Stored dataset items
= = = =
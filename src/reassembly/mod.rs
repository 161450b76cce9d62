//! Fragment reassembly across captured bulk transfers.
//!
//! A logical protocol line can span several bulk-IN frames, and one frame
//! can carry several complete lines. The engine buffers admitted fragments
//! and reconstructs maximal completed spans. Two profiles exist because the
//! protocol has no length field and two completion signals are in use:
//!
//! - [`Profile::ShortPacket`]: a fragment shorter than the largest payload
//!   seen in its session ends the whole transfer (the canonical USB
//!   short-packet signal). Coarse: the full transfer is one message.
//! - [`Profile::TerminatorScan`]: a fragment ending in CR LF completes a
//!   span whose start is recovered retroactively by scanning backward for
//!   the previous terminated fragment.
//!
//! The profiles are not interchangeable and neither takes precedence; the
//! caller picks one at construction time. Terminator scan is the default.

use std::fmt;
use std::str::FromStr;

use thiserror::Error;

use crate::frame::CapturedFrame;

mod short_packet;
mod terminator;

use short_packet::SessionTable;
use terminator::FragmentLog;

/// Reassembly strategy, selected at construction time.
#[derive(Debug, Clone, Copy, PartialEq, Eq, Default)]
#[cfg_attr(feature = "serde", derive(serde::Serialize, serde::Deserialize))]
pub enum Profile {
    /// Short-packet completion keyed by (bus, device, endpoint, direction).
    ShortPacket,
    /// Terminator scan with retroactive boundary recovery over a shared
    /// fragment log.
    #[default]
    TerminatorScan,
}

impl fmt::Display for Profile {
    fn fmt(&self, f: &mut fmt::Formatter<'_>) -> fmt::Result {
        match self {
            Profile::ShortPacket => write!(f, "short-packet"),
            Profile::TerminatorScan => write!(f, "terminator-scan"),
        }
    }
}

#[derive(Debug, Clone, PartialEq, Eq, Error)]
#[error("unknown reassembly profile {0:?}, expected \"short-packet\" or \"terminator-scan\"")]
pub struct ProfileParseError(String);

impl FromStr for Profile {
    type Err = ProfileParseError;

    fn from_str(s: &str) -> Result<Self, Self::Err> {
        match s {
            "short-packet" => Ok(Profile::ShortPacket),
            "terminator-scan" => Ok(Profile::TerminatorScan),
            other => Err(ProfileParseError(other.to_owned())),
        }
    }
}

/// Engine construction errors.
#[derive(Debug, Clone, PartialEq, Eq, Error)]
pub enum ConfigError {
    #[error("fragment capacity must be nonzero")]
    ZeroCapacity,
}

/// Engine tunables.
#[derive(Debug, Clone)]
pub struct ReassemblyConfig {
    pub profile: Profile,
    /// Upper bound on retained fragments (per log for terminator scan,
    /// per session for short packet). Oldest fragments are evicted once
    /// the bound is hit, so a device that stalls mid-message cannot grow
    /// the log without limit.
    pub max_fragments: usize,
}

impl Default for ReassemblyConfig {
    fn default() -> Self {
        Self {
            profile: Profile::default(),
            max_fragments: 1024,
        }
    }
}

/// A maximal span of concatenated fragment bytes ready for line splitting.
#[derive(Debug, Clone, PartialEq, Eq)]
pub struct ReassembledMessage {
    pub bytes: Vec<u8>,
    /// Number of fragments that contributed to the span.
    pub fragments: usize,
}

/// Outcome of feeding one admitted frame to the engine.
#[derive(Debug, Clone, PartialEq, Eq)]
pub enum Reassembly {
    /// Fragment buffered; no completed span yet. The frame itself should
    /// still be reported as in progress.
    Pending,
    /// The frame stands alone; its own payload is the message.
    Unfragmented,
    /// A multi-fragment span completed with this frame.
    Merged(ReassembledMessage),
}

/// Counters exposed for diagnostics.
#[derive(Debug, Clone, Copy, Default, PartialEq, Eq)]
pub struct EngineStats {
    /// Fragments accepted without completing a message.
    pub fragments_pending: u64,
    /// Multi-fragment messages emitted.
    pub messages_merged: u64,
    /// Fragments dropped by the eviction policy.
    pub fragments_evicted: u64,
}

/// Owns all reassembly state for one capture context.
///
/// Invoked once per admitted frame, synchronously, in capture order. Frames
/// for the same session key must arrive in frame-sequence order; the engine
/// never spawns work of its own.
#[derive(Debug)]
pub struct ReassemblyEngine {
    profile: Profile,
    sessions: SessionTable,
    log: FragmentLog,
    stats: EngineStats,
}

impl ReassemblyEngine {
    /// Engine with the default fragment bound.
    pub fn new(profile: Profile) -> Self {
        let config = ReassemblyConfig {
            profile,
            ..ReassemblyConfig::default()
        };
        Self::with_config(&config).expect("default config is valid")
    }

    pub fn with_config(config: &ReassemblyConfig) -> Result<Self, ConfigError> {
        if config.max_fragments == 0 {
            return Err(ConfigError::ZeroCapacity);
        }
        Ok(Self {
            profile: config.profile,
            sessions: SessionTable::new(config.max_fragments),
            log: FragmentLog::new(config.max_fragments),
            stats: EngineStats::default(),
        })
    }

    pub fn profile(&self) -> Profile {
        self.profile
    }

    pub fn stats(&self) -> EngineStats {
        self.stats
    }

    /// Feeds one admitted frame through the active profile.
    pub fn push(&mut self, frame: &CapturedFrame<'_>) -> Reassembly {
        let (outcome, evicted) = match self.profile {
            Profile::ShortPacket => self.sessions.ingest(frame),
            Profile::TerminatorScan => self.log.ingest(frame),
        };

        self.stats.fragments_evicted += evicted as u64;
        match &outcome {
            Reassembly::Pending => self.stats.fragments_pending += 1,
            Reassembly::Merged(message) => {
                self.stats.messages_merged += 1;
                log::debug!(
                    "merged {} fragments into a {} byte span at frame {}",
                    message.fragments,
                    message.bytes.len(),
                    frame.sequence,
                );
            }
            Reassembly::Unfragmented => {}
        }
        outcome
    }
}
= = = =
● Work instructions: From the entries above, pull out each line that includes "Copy".

● Answer section:
#[derive(Debug, Clone, Copy, PartialEq, Eq, Default)]
#[derive(Debug, Clone, Copy, Default, PartialEq, Eq)]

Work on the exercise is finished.